# Border Patrol



## SilentCal (Jun 14, 2004)

Just a heads up for everyone driving southbound on Rt 91 between exits 13 and 15.  The border patrol has set up a roadblock to check out everyone driving by.   It's not a great big hassle and not a long delay either.   The guard asked me why I only had one license plate on my car.  I explained the Massachusetts green plate and he just waved us through.  No big deal.


----------



## skijay (Jun 14, 2004)

Is that the White River Junction area?


----------



## SilentCal (Jun 14, 2004)

Actually more towards the Hanover area.


----------



## teachski (Jun 14, 2004)

That was there this past March wehn I was coming home from Stowe too!  I'm wondering if it might have anything to do with the waterways that share border with Canada.  I know that my brother's place on a pond right on the US/Canada border is patrolled, but there is really very little to keep someone from crossing there.  If you think about it, the blockade is after the merger of I-91 and I-89, so it really can pick up for both roads.  I have not heard of any being anywhere else though.


----------



## MichaelJ (Jun 14, 2004)

I don't understand  ... that's almost the exact midpoint between Massachusetts and the Canadian border. What usefulness could the border patrol possibly have over a hundred miles from the border?


----------



## Charlie Schuessler (Jun 14, 2004)

With direct covering of the border being difficult, it is conceivable that anyone journeying down from Canada towards MA, CT, or NYC, who may be looking for large populations to raise some hell, may eventually end up on an Interstate Route.  It appears they have information indicating that this a good place to patrol...my expirence with the Federal Government, is that they keep all kinds of records on almost seemingly useless data.

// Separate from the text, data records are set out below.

//! Business logic for user records resolved by the access boundary.

use tracing::debug;
use uuid::Uuid;

use shopbook_domain::{Ledger, User};

use crate::CoreError;

/// Provides validated mutations and lookups for [`User`] entities.
pub struct UserService;

impl UserService {
    /// Resolves the user for an identity-provider subject, creating the
    /// record on first sign-in. Returns the user id either way.
    pub fn ensure_user(
        ledger: &mut Ledger,
        subject: &str,
        email: &str,
        name: &str,
    ) -> Result<Uuid, CoreError> {
        if subject.trim().is_empty() {
            return Err(CoreError::Validation("subject must not be empty".into()));
        }
        if email.trim().is_empty() {
            return Err(CoreError::Validation("email must not be empty".into()));
        }
        if let Some(user) = ledger.user_by_subject(subject) {
            return Ok(user.id);
        }
        if ledger.user_by_email(email).is_some() {
            return Err(CoreError::Validation(format!(
                "email `{}` already belongs to another subject",
                email
            )));
        }
        debug!(subject, email, "creating user on first sign-in");
        Ok(ledger.add_user(User::new(subject, email, name)))
    }

    /// Looks up a user by email, the handle frontends address them by.
    pub fn by_email<'a>(ledger: &'a Ledger, email: &str) -> Result<&'a User, CoreError> {
        ledger
            .user_by_email(email)
            .ok_or_else(|| CoreError::UserNotFound(email.to_string()))
    }
}
use std::path::PathBuf;

use serde::{Deserialize, Serialize};

/// Stores frontend preferences and default reporting knobs.
#[derive(Debug, Clone, Serialize, Deserialize)]
pub struct Config {
    #[serde(default = "Config::default_ledger_name")]
    pub default_ledger: String,
    #[serde(default = "Config::default_sales_window_days")]
    pub sales_window_days: u32,
    #[serde(default = "Config::default_forecast_horizon_days")]
    pub forecast_horizon_days: u32,
    #[serde(skip_serializing_if = "Option::is_none")]
    /// Optional custom root directory for ledgers. Defaults to the
    /// platform data dir under `shopbook/ledgers`.
    pub ledger_root: Option<PathBuf>,
}

impl Default for Config {
    fn default() -> Self {
        Self {
            default_ledger: Self::default_ledger_name(),
            sales_window_days: Self::default_sales_window_days(),
            forecast_horizon_days: Self::default_forecast_horizon_days(),
            ledger_root: None,
        }
    }
}

impl Config {
    pub fn default_ledger_name() -> String {
        "books".into()
    }

    /// The dashboard chart covers the trailing 30 days.
    pub fn default_sales_window_days() -> u32 {
        30
    }

    pub fn default_forecast_horizon_days() -> u32 {
        7
    }

    pub fn resolve_ledger_root(&self) -> PathBuf {
        if let Some(path) = &self.ledger_root {
            return path.clone();
        }
        let base = dirs::data_dir()
            .or_else(dirs::home_dir)
            .unwrap_or_else(|| PathBuf::from("."));
        base.join("shopbook").join("ledgers")
    }
}
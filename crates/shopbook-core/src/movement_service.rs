//! Business logic for the append-only movement ledger.

use chrono::{NaiveDate, NaiveTime};
use tracing::debug;
use uuid::Uuid;

use shopbook_domain::{Ledger, Movement, MovementKind};

use crate::CoreError;

/// Provides validated appends and scoped reads for [`Movement`] entities.
///
/// Movements are immutable once recorded; there is no update or delete
/// path. Callers are expected to have run the ownership check before
/// passing a `business_id` here.
pub struct MovementService;

impl MovementService {
    /// Appends a movement to the business ledger and returns its id.
    ///
    /// The amount must be a finite, non-negative number; the sign of the
    /// event is carried by `kind`, not the amount.
    #[allow(clippy::too_many_arguments)]
    pub fn record(
        ledger: &mut Ledger,
        business_id: Uuid,
        date: NaiveDate,
        time: NaiveTime,
        kind: MovementKind,
        amount: f64,
        category: Option<String>,
        note: Option<String>,
    ) -> Result<Uuid, CoreError> {
        validate_amount(amount)?;
        if ledger.business(business_id).is_none() {
            return Err(CoreError::BusinessNotFound(business_id));
        }
        let mut movement = Movement::new(business_id, date, time, kind, amount);
        movement.category = category.filter(|label| !label.trim().is_empty());
        movement.note = note;
        debug!(%business_id, %kind, amount, "recording movement");
        Ok(ledger.add_movement(movement))
    }

    /// Returns every movement recorded for the business, in insertion
    /// order. No ordering beyond that is guaranteed.
    pub fn list(ledger: &Ledger, business_id: Uuid) -> Result<Vec<&Movement>, CoreError> {
        if ledger.business(business_id).is_none() {
            return Err(CoreError::BusinessNotFound(business_id));
        }
        Ok(ledger.movements_for(business_id).collect())
    }

    /// Fetches a single movement, the record behind printable tickets.
    pub fn get(ledger: &Ledger, movement_id: Uuid) -> Result<&Movement, CoreError> {
        ledger
            .movement(movement_id)
            .ok_or(CoreError::MovementNotFound(movement_id))
    }
}

pub(crate) fn validate_amount(amount: f64) -> Result<(), CoreError> {
    if !amount.is_finite() {
        return Err(CoreError::Validation(format!(
            "amount must be a finite number, got {}",
            amount
        )));
    }
    if amount < 0.0 {
        return Err(CoreError::Validation(format!(
            "amount must not be negative, got {}",
            amount
        )));
    }
    Ok(())
}

#[cfg(test)]
mod tests {
    use super::*;
    use shopbook_domain::{Business, User};

    fn ledger_with_business() -> (Ledger, Uuid) {
        let mut ledger = Ledger::new("Shop");
        let owner = ledger.add_user(User::new("sub-1", "a@example.com", "Ana"));
        let business = ledger.add_business(Business::new(owner, "Stand"));
        (ledger, business)
    }

    fn noon() -> NaiveTime {
        NaiveTime::from_hms_opt(12, 0, 0).unwrap()
    }

    fn date(y: i32, m: u32, d: u32) -> NaiveDate {
        NaiveDate::from_ymd_opt(y, m, d).unwrap()
    }

    #[test]
    fn record_appends_and_returns_id() {
        let (mut ledger, business) = ledger_with_business();
        let id = MovementService::record(
            &mut ledger,
            business,
            date(2024, 1, 1),
            noon(),
            MovementKind::Sale,
            100.0,
            Some("counter".into()),
            None,
        )
        .expect("record succeeds");

        let stored = MovementService::get(&ledger, id).expect("movement exists");
        assert_eq!(stored.amount, 100.0);
        assert_eq!(stored.category.as_deref(), Some("counter"));
    }

    #[test]
    fn record_rejects_negative_and_non_finite_amounts() {
        let (mut ledger, business) = ledger_with_business();
        for amount in [-1.0, f64::NAN, f64::INFINITY] {
            let err = MovementService::record(
                &mut ledger,
                business,
                date(2024, 1, 1),
                noon(),
                MovementKind::Expense,
                amount,
                None,
                None,
            )
            .expect_err("invalid amount must fail");
            assert!(matches!(err, CoreError::Validation(_)), "got {err:?}");
        }
        assert_eq!(ledger.movement_count(), 0);
    }

    #[test]
    fn record_rejects_unknown_business() {
        let (mut ledger, _) = ledger_with_business();
        let err = MovementService::record(
            &mut ledger,
            Uuid::new_v4(),
            date(2024, 1, 1),
            noon(),
            MovementKind::Sale,
            10.0,
            None,
            None,
        )
        .expect_err("unknown business must fail");
        assert!(matches!(err, CoreError::BusinessNotFound(_)));
    }

    #[test]
    fn blank_category_is_stored_as_none() {
        let (mut ledger, business) = ledger_with_business();
        let id = MovementService::record(
            &mut ledger,
            business,
            date(2024, 1, 1),
            noon(),
            MovementKind::Sale,
            10.0,
            Some("  ".into()),
            None,
        )
        .expect("record");
        assert!(MovementService::get(&ledger, id).unwrap().category.is_none());
    }

    #[test]
    fn list_returns_only_the_requested_business() {
        let (mut ledger, business) = ledger_with_business();
        let owner = ledger.users[0].id;
        let other = ledger.add_business(Business::new(owner, "Other"));
        for (target, amount) in [(business, 10.0), (other, 20.0), (business, 30.0)] {
            MovementService::record(
                &mut ledger,
                target,
                date(2024, 1, 1),
                noon(),
                MovementKind::Sale,
                amount,
                None,
                None,
            )
            .expect("record");
        }

        let listed = MovementService::list(&ledger, business).expect("list");
        assert_eq!(listed.len(), 2);
        assert!(listed.iter().all(|m| m.business_id == business));
    }

    #[test]
    fn get_reports_missing_movement() {
        let (ledger, _) = ledger_with_business();
        let err = MovementService::get(&ledger, Uuid::new_v4()).expect_err("missing");
        assert!(matches!(err, CoreError::MovementNotFound(_)));
    }
}
//! Stable, public-facing helpers that wrap the internal service layer.
//!
//! This module exposes a simplified API that frontends (CLI, HTTP
//! handlers, exporters) can rely on without depending on the entire
//! service surface area. Movement kinds arrive as wire literals and are
//! validated here, at the write boundary.

use chrono::{NaiveDate, NaiveTime};
use uuid::Uuid;

use shopbook_domain::{
    CategoryTotals, DailyTotal, DateWindow, FiscalSummary, ForecastPoint, Ledger,
};

use crate::{
    business_service::BusinessService, forecast_service::ForecastService,
    ledger_service::LedgerService, movement_service::MovementService,
    summary_service::SummaryService, user_service::UserService, CoreError,
};

/// Creates a new ledger with the supplied name.
pub fn api_create_ledger(name: impl Into<String>) -> Ledger {
    LedgerService::create(name)
}

/// Resolves (or creates) the user behind an identity-provider callback.
pub fn api_ensure_user(
    ledger: &mut Ledger,
    subject: &str,
    email: &str,
    name: &str,
) -> Result<Uuid, CoreError> {
    UserService::ensure_user(ledger, subject, email, name)
}

/// Creates a business owned by `owner_id` and returns its identifier.
pub fn api_create_business(
    ledger: &mut Ledger,
    owner_id: Uuid,
    name: impl Into<String>,
) -> Result<Uuid, CoreError> {
    BusinessService::create(ledger, owner_id, name)
}

/// Records a movement from wire-shaped fields; `kind` must be the
/// literal `sale` or `expense`.
#[allow(clippy::too_many_arguments)]
pub fn api_record_movement(
    ledger: &mut Ledger,
    business_id: Uuid,
    date: NaiveDate,
    time: NaiveTime,
    kind: &str,
    amount: f64,
    category: Option<String>,
    note: Option<String>,
) -> Result<Uuid, CoreError> {
    let kind = kind.parse()?;
    MovementService::record(ledger, business_id, date, time, kind, amount, category, note)
}

/// Dense daily sales series for the trailing `days` window ending at
/// `today`.
pub fn api_sales_series(
    ledger: &Ledger,
    business_id: Uuid,
    today: NaiveDate,
    days: u32,
) -> Result<Vec<DailyTotal>, CoreError> {
    let window = DateWindow::last_days(today, days)?;
    SummaryService::daily_sales_totals(ledger, business_id, window)
}

/// Per-category totals across the business history.
pub fn api_category_totals(
    ledger: &Ledger,
    business_id: Uuid,
) -> Result<CategoryTotals, CoreError> {
    SummaryService::category_totals(ledger, business_id)
}

/// Monthly fiscal summary with derived profit.
pub fn api_fiscal_summary(
    ledger: &Ledger,
    business_id: Uuid,
    year: i32,
    month: u32,
) -> Result<FiscalSummary, CoreError> {
    SummaryService::fiscal_summary(ledger, business_id, year, month)
}

/// Linear sales forecast for the next `horizon_days` days.
pub fn api_forecast_sales(
    ledger: &Ledger,
    business_id: Uuid,
    horizon_days: u32,
) -> Result<Vec<ForecastPoint>, CoreError> {
    ForecastService::forecast_sales(ledger, business_id, horizon_days)
}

With the DNC in Boston and the RNC in NYC, potential targets that the Fed's may have some concerns.  The location is interesting though.  It seems surrealistic that this national security measure is a reality in Vermont.  Thinking back, some of the 9/11 monsters came through Boston via Maine.


----------



## MtnMagic (Jun 15, 2004)

I've also seen roadblocks on Rte 93 in Lincoln, NH and wondered how effective this was so far from the border.


----------



## David Metsky (Jun 15, 2004)

They do this every year around biker weekend in Laconia.  It's to keep an eye on the biker gangs coming down from Canada, some are pretty fierce up there.

 -dave-


----------



## MtnMagic (Jun 15, 2004)

Does it get worse than Hell's Angels? The Outlaws have been disbanded, couresty of the 81 (HA), the Devil's Disciples are a big club.  Heck, the HA usually don't even wear their colors at the Weirs. There is the NY, the Lynn, MA, and Cape Cod Chapters of HA that enjoy a good party, and certainly don't mind throwing their attitudes around.
__________________
I'd rather be hiking!


----------



## David Metsky (Jun 15, 2004)

http://www.canoe.ca/CNEWSBikers0101/28_nath-can.html
http://www.cisc.gc.ca/AnnualReport2001/Cisc2001/outlaw2001.html
http://www.julianrubinstein.com/hell2.html

They're pretty bad.

 -dave-


----------



## MtnMagic (Jun 16, 2004)

Quite an amazing read. Thanks for the links.


----------



## skijay (Jun 16, 2004)

Last August at the Stanstead boder patrol into the USA from Canada (I-91) I had contraband in my car.  Contraband in the form of a cooler packed with no other than meat pies (a regional dish).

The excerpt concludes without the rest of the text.